A true believer might conclude that objective reality must still be there somewhere, beneath quantum mechanics. That’s what Einstein believed….[But] if quantum mechanics does not embody an objective view of reality, then evidently an objective view of reality is not essential to the conduct of physics…

[But] quantum mechanics, despite its lack of an objective reality, nevertheless gives rise to a macroscopic world that acts, most of the time, as if it were objectively real… And so, almost paradoxically, we can believe in an objective reality most of the time, because quantum mechanics predicts that the world should behave that way. But it’s because the world behaves that way that we have acquired such a profound belief in objective reality — and that’s what makes quantum mechanics so hard to understand [222-224]

Other Minds: The Octopus, the Sea and the Deep Origins of Consciousness by Peter Godfrey-Smith

Peter Godfrey-Smith is an Australian professor of philosophy who has spent many hours scuba-diving in order to observe the behavior of octopuses and cuttlefish. The book is an attempt to trace the evolution of mental activity from its earliest beginnings hundreds of millions of years ago, when bacteria began reacting to their surroundings. The author believes that mind and consciousness didn’t suddenly spring into existence; they developed gradually through millions of years. But he admits that nobody knows for sure.

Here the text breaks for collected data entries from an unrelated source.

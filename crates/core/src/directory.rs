//! User lookup collaborator interface.
//!
//! The request pipeline never talks to the database directly; it goes
//! through [`UserDirectory`], injected as `Arc<dyn UserDirectory>`.
//! Production wires the sqlx-backed implementation from `inkpress-db`;
//! tests inject an in-memory double.

use async_trait::async_trait;

use crate::types::{DbId, Timestamp};

/// Account state value meaning the user may log in.
///
/// The `users.state` column: 1 = pending email confirmation,
/// 2 = active, 3 = banned.
pub const USER_STATE_ACTIVE: i32 = 2;

/// A user's identity as seen by the authentication pipeline.
///
/// Read-only from the pipeline's perspective except for the last-login
/// timestamp, which is updated through [`UserDirectory::record_login`].
#[derive(Debug, Clone)]
pub struct UserIdentity {
    pub id: DbId,
    pub account: String,
    pub email: String,
    /// Argon2 password hash. Never serialized; also feeds the
    /// remember-me token derivation as user-specific secret material.
    pub password_hash: String,
    /// Account state; must equal [`USER_STATE_ACTIVE`] to authenticate.
    pub state: i32,
    pub last_login_at: Option<Timestamp>,
}

impl UserIdentity {
    /// Whether this account is allowed to authenticate.
    pub fn is_active(&self) -> bool {
        self.state == USER_STATE_ACTIVE
    }
}

/// Error from a directory lookup or update.
///
/// The pipeline treats any of these as "no auto-login" (fail closed)
/// rather than failing the request.
#[derive(Debug, thiserror::Error)]
pub enum DirectoryError {
    /// The backing store failed.
    #[error("directory backend error: {0}")]
    Backend(String),
}

/// Lookup and persistence seam for [`UserIdentity`].
#[async_trait]
pub trait UserDirectory: Send + Sync {
    /// Find a user by internal id.
    async fn find_by_id(&self, id: DbId) -> Result<Option<UserIdentity>, DirectoryError>;

    /// Find a user by account name (case-sensitive).
    async fn find_by_account(
        &self,
        account: &str,
    ) -> Result<Option<UserIdentity>, DirectoryError>;

    /// Record a successful login at `at`.
    async fn record_login(&self, id: DbId, at: Timestamp) -> Result<(), DirectoryError>;
}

Neither do we know what it’s like to be an octopus. We don’t even know for certain that it’s like anything at all. Maybe octopuses go about their business without feelings or anything like consciousness. Godfrey-Smith, however, argues that it’s reasonable to believe that creatures of many sorts feel pain when they are injured. But where to draw the lines (if there are any lines) between bacteria that simply react, animals that feel pain and creatures like us who are self-conscious is a mystery.

Octopuses are especially interesting because our common ancestors lived about 500 million years ago. Octopuses developed complex nervous systems, arranged differently than ours, independently from most other animals, including us. That means, in Godfrey-Smith’s words, “meeting an octopus is, in many ways, the closest we’re likely to get to meeting an intelligent alien”. It’s really too bad that they can’t tell us what it’s like to be them.

I wish the book ended with a summation of the author’s conclusions. I do remember the idea that nervous systems first evolved in order to respond to a living thing’s surroundings, and then to monitor its internal states and control its movements. And I remember a lot about the interesting behavior of octopuses and their close relations, cuttlefish. But I can’t say I came to any solid conclusions about the deep origins of consciousness. If the author reached any conclusions, he should have reminded his readers what they were.